======== Input

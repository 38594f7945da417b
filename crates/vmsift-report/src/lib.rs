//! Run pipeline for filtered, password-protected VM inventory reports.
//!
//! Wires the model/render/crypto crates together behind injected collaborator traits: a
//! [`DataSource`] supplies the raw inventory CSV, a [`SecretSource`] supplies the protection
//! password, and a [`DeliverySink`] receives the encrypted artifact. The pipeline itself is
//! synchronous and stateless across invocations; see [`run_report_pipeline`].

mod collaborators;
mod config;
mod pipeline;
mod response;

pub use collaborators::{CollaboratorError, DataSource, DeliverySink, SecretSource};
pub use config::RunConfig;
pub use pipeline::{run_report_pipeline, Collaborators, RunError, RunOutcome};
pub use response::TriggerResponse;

================

* Work order
Transcribe every record above word for word.

* Completed task
repository 38594f7945da417b
filename crates/vmsift-report/src/lib.rs
//! Run pipeline for filtered, password-protected VM inventory reports.
//!
//! Wires the model/render/crypto crates together behind injected collaborator traits: a
//! [`DataSource`] supplies the raw inventory CSV, a [`SecretSource`] supplies the protection
//! password, and a [`DeliverySink`] receives the encrypted artifact. The pipeline itself is
//! synchronous and stateless across invocations; see [`run_report_pipeline`].

mod collaborators;
mod config;
mod pipeline;
mod response;

pub use collaborators::{CollaboratorError, DataSource, DeliverySink, SecretSource};
pub use config::RunConfig;
pub use pipeline::{run_report_pipeline, Collaborators, RunError, RunOutcome};
pub use response::TriggerResponse;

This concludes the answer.